Saturday, July 30, 2011

Stretching Watercolor paper

Anyone who has ever painted with watercolors  (either as a kid or adult) knows that the paper "buckles" when it gets wet.  It makes the paint roll off of the high parts and settle in low parts.  Making for a not so nice finished look.  I'll show you how to solve this problem.  Stretching your paper. I use Arches 140 #(pound)  cold press paper.  For beginners I'd recommend using a quarter sheet and work your way up to a full sheet.  I fold and tear the paper to keep the deckled edge. I fold the (full sheet) in half one way and then fold it the other way and then tear it.   You'll then have 2 half sheets.  Then I take one of the half sheets and fold it in half one way and then the other way and then tear it.  Leaving me with a quarter sheet.
Then place your desired sheet of paper in a bathtub with warm water for about 10-15 minutes.  Turning it over about half way through.
When it's finished soaking take it out of the water and hold it up over the tub, letting the water drip off until the dripping stops. (About 10 or 15 seconds)  Then place the paper on your board.  HERE is where I describe what kinds of boards are suitable for Watercolor paper.  I usually smooth it out, making sure it is flat on the board.
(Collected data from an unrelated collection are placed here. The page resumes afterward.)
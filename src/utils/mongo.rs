use std::time::Duration;
use mongodb::bson::{self, doc, Bson, Document};
use mongodb::error::{Error, ErrorKind};
use mongodb::options::ClientOptions;
use mongodb::{Client, Collection, Database};
use crate::books::domain::model::ExecutionStats;
use crate::core::domain::Configuration;
use crate::core::library::{CatalogError, CatalogResult};

// Server error code returned when dropping an index that does not exist.
const INDEX_NOT_FOUND_CODE: i32 = 27;

// MongoSession owns the client of one logical session. The caller opens it
// once and must close it on every exit path.
#[derive(Debug)]
pub struct MongoSession {
    client: Client,
    database: Database,
    collection_name: String,
}

impl MongoSession {
    /// Builds the client and pings the server so an unreachable endpoint
    /// surfaces as a `Connection` error here rather than on the first query.
    pub async fn connect(config: &Configuration) -> CatalogResult<Self> {
        let mut options = ClientOptions::parse(config.mongo_uri.as_str()).await?;
        options.app_name = Some(config.app_name.to_string());
        options.server_selection_timeout = Some(Duration::from_secs(config.server_selection_timeout_secs));
        let client = Client::with_options(options)?;

        client
            .database("admin")
            .run_command(doc! { "ping": 1 })
            .await?;
        tracing::info!(database = %config.database_name, collection = %config.collection_name,
            "connected to mongodb");

        let database = client.database(config.database_name.as_str());
        Ok(Self {
            client,
            database,
            collection_name: config.collection_name.to_string(),
        })
    }

    pub fn database(&self) -> Database {
        self.database.clone()
    }

    pub fn collection(&self) -> Collection<Document> {
        self.database.collection::<Document>(self.collection_name.as_str())
    }

    pub async fn close(self) {
        self.client.shutdown().await;
        tracing::info!("connection closed");
    }
}

// installs the JSON log subscriber used by the driver binary
pub fn setup_tracing() {
    tracing_subscriber::fmt()
        .with_max_level(tracing::Level::INFO)
        // module paths add nothing to the query log lines
        .with_target(false)
        .with_ansi(false)
        .without_time()
        .json()
        .init();
}

pub(crate) fn bson_number(value: &Bson) -> Option<f64> {
    match value {
        Bson::Int32(n) => Some(*n as f64),
        Bson::Int64(n) => Some(*n as f64),
        Bson::Double(n) => Some(*n),
        _ => None,
    }
}

pub(crate) fn bson_count(value: &Bson) -> Option<u64> {
    match value {
        Bson::Int32(n) if *n >= 0 => Some(*n as u64),
        Bson::Int64(n) if *n >= 0 => Some(*n as u64),
        Bson::Double(n) if *n >= 0.0 && n.fract() == 0.0 => Some(*n as u64),
        _ => None,
    }
}

fn stat(stats: &Document, name: &str) -> u64 {
    stats.get(name).and_then(bson_count).unwrap_or(0)
}

// Parses the reply of an explain run with executionStats verbosity.
pub(crate) fn parse_execution_stats(explain: &Document) -> CatalogResult<ExecutionStats> {
    let stats = explain.get_document("executionStats").map_err(|err| CatalogError::serialization(
        format!("explain reply without executionStats: {}", err).as_str()))?;
    let (winning_stage, index_name) = explain.get_document("queryPlanner")
        .and_then(|planner| planner.get_document("winningPlan"))
        .ok()
        .and_then(find_scan_stage)
        .unwrap_or(("UNKNOWN".to_string(), None));

    Ok(ExecutionStats {
        docs_examined: stat(stats, "totalDocsExamined"),
        keys_examined: stat(stats, "totalKeysExamined"),
        docs_returned: stat(stats, "nReturned"),
        execution_time_millis: stat(stats, "executionTimeMillis"),
        winning_stage,
        index_name,
    })
}

// Walks the plan tree down to the stage that reads the collection or an index.
fn find_scan_stage(plan: &Document) -> Option<(String, Option<String>)> {
    if let Ok(stage) = plan.get_str("stage") {
        if stage == "COLLSCAN" || stage == "IXSCAN" {
            let index_name = plan.get_str("indexName").ok().map(str::to_string);
            return Some((stage.to_string(), index_name));
        }
    }
    for child in ["queryPlan", "inputStage"] {
        if let Ok(next) = plan.get_document(child) {
            if let Some(found) = find_scan_stage(next) {
                return Some(found);
            }
        }
    }
    if let Ok(children) = plan.get_array("inputStages") {
        for child in children {
            if let Bson::Document(next) = child {
                if let Some(found) = find_scan_stage(next) {
                    return Some(found);
                }
            }
        }
    }
    None
}

impl From<Error> for CatalogError {
    fn from(err: Error) -> Self {
        match err.kind.as_ref() {
            ErrorKind::ServerSelection { message, .. } => {
                CatalogError::connection(format!("server selection failed: {}", message).as_str(),
                                         Some("ServerSelection".to_string()), true)
            }
            ErrorKind::DnsResolve { message, .. } => {
                CatalogError::connection(format!("dns resolution failed: {}", message).as_str(),
                                         Some("DnsResolve".to_string()), true)
            }
            ErrorKind::ConnectionPoolCleared { message, .. } => {
                CatalogError::connection(format!("connection pool cleared: {}", message).as_str(),
                                         Some("ConnectionPoolCleared".to_string()), true)
            }
            ErrorKind::Io(io_err) => {
                CatalogError::connection(format!("io failure: {}", io_err).as_str(),
                                         Some(format!("{:?}", io_err.kind())), true)
            }
            ErrorKind::Authentication { message, .. } => {
                CatalogError::connection(format!("authentication failed: {}", message).as_str(),
                                         Some("Authentication".to_string()), false)
            }
            ErrorKind::Command(cmd) if cmd.code == INDEX_NOT_FOUND_CODE || cmd.code_name == "IndexNotFound" => {
                CatalogError::index_not_found(cmd.message.as_str())
            }
            ErrorKind::Command(cmd) => {
                CatalogError::database(format!("command failed: {}", cmd.message).as_str(),
                                       Some(cmd.code_name.to_string()), false)
            }
            ErrorKind::InvalidArgument { message, .. } => {
                CatalogError::validation(message.as_str(), Some("InvalidArgument".to_string()))
            }
            ErrorKind::BsonDeserialization(de_err) => {
                CatalogError::serialization(format!("bson decoding {}", de_err).as_str())
            }
            ErrorKind::BsonSerialization(ser_err) => {
                CatalogError::serialization(format!("bson encoding {}", ser_err).as_str())
            }
            _ => {
                CatalogError::database(format!("mongodb error {}", err).as_str(), None, false)
            }
        }
    }
}

impl From<bson::de::Error> for CatalogError {
    fn from(err: bson::de::Error) -> Self {
        CatalogError::serialization(
            format!("bson decoding {}", err).as_str())
    }
}

impl From<bson::ser::Error> for CatalogError {
    fn from(err: bson::ser::Error) -> Self {
        CatalogError::serialization(
            format!("bson encoding {}", err).as_str())
    }
}
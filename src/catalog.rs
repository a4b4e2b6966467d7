pub mod demo;
pub mod domain;
pub mod factory;
use crate::books::repository::BookCollection;
use crate::catalog::domain::BookCatalogQueries;
use crate::catalog::domain::service::BookCatalogQueriesImpl;

pub fn create_catalog_queries(books: Box<dyn BookCollection>) -> Box<dyn BookCatalogQueries> {
    Box::new(BookCatalogQueriesImpl::new(books))
}
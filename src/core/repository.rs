use futures::stream::BoxStream;
use mongodb::bson::Document;
use serde::{Deserialize, Serialize};
use crate::core::library::{CatalogError, CatalogResult};

// Raw documents as streamed back from a collection. Every call issues a new
// request, so a stream can be restarted by calling the operation again.
pub type DocumentStream = BoxStream<'static, CatalogResult<Document>>;

// Decoded entities streamed back from a collection
pub type EntityStream<T> = BoxStream<'static, CatalogResult<T>>;

// MutationOutcome reports what a single-document update or delete touched
#[derive(Debug, PartialEq, Eq, Clone, Copy, Serialize, Deserialize)]
pub struct MutationOutcome {
    // documents that matched the filter
    pub matched: u64,
    // documents modified or removed
    pub affected: u64,
}

impl MutationOutcome {
    pub fn new(matched: u64, affected: u64) -> Self {
        Self { matched, affected }
    }

    pub fn count(&self) -> u64 {
        self.affected
    }

    pub fn found(&self) -> bool {
        self.matched > 0
    }

    /// Turns an outcome that matched nothing into a `NotFound` error for
    /// callers that treat a missing target as fatal.
    pub fn require_found(self, what: &str) -> CatalogResult<Self> {
        if self.found() {
            Ok(self)
        } else {
            Err(CatalogError::not_found(format!("{} not found", what).as_str()))
        }
    }
}

#[cfg(test)]
mod tests {
    use crate::core::repository::MutationOutcome;

    #[tokio::test]
    async fn test_should_require_found() {
        let outcome = MutationOutcome::new(1, 0);
        assert!(outcome.found());
        assert_eq!(0, outcome.count());
        assert_eq!(outcome, outcome.require_found("book").expect("should be found"));

        let missing = MutationOutcome::new(0, 0);
        assert!(!missing.found());
        assert!(matches!(missing.require_found("book"), Err(crate::core::library::CatalogError::NotFound { .. })));
    }
}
Then staple the paper onto the board.  Keep the staples about a 1/4 inch from the edge and about 1 and half to 2 inches apart.

Your paper should look like this when it's done. (This is a half sheet, not a quarter sheet)
IMPORTANT:  MAKE SURE THE BOARD LIES FLAT WHILE IT IS DRYING.  Also keep it out of direct sunlight and away from heaters and air conditioners.  Standing it up makes the water drip down the board keeping the lower part wet longer and the top part dry first, pulling the paper away and sometimes out of the staples.  I also once set my paper on a stool (flat) and the next morning the whole board was bowed.  So make sure it is on a table or on the floor.

When it's dry, you can paint your picture, and when you are finished, use a a pocket knife (See the above link) to remove the staple by gently sliding it under the staple and the board and wiggling it side to side until it comes loose.  Usually about 90% of the staple come out entirely but I sometimes have 3 or 4 that I have to pull the rest of the way out with a pair of needle nose pliers.
See the other Watercolor Series HERE.

1 comment:

  1. THANK YOU...books make it seem like such a have simplified it and I am going to do it!!!! I have been terrified of stretching paper and just try to keep my paintings flat using #300lb paper but that is really expense (especially when you're not a good painter).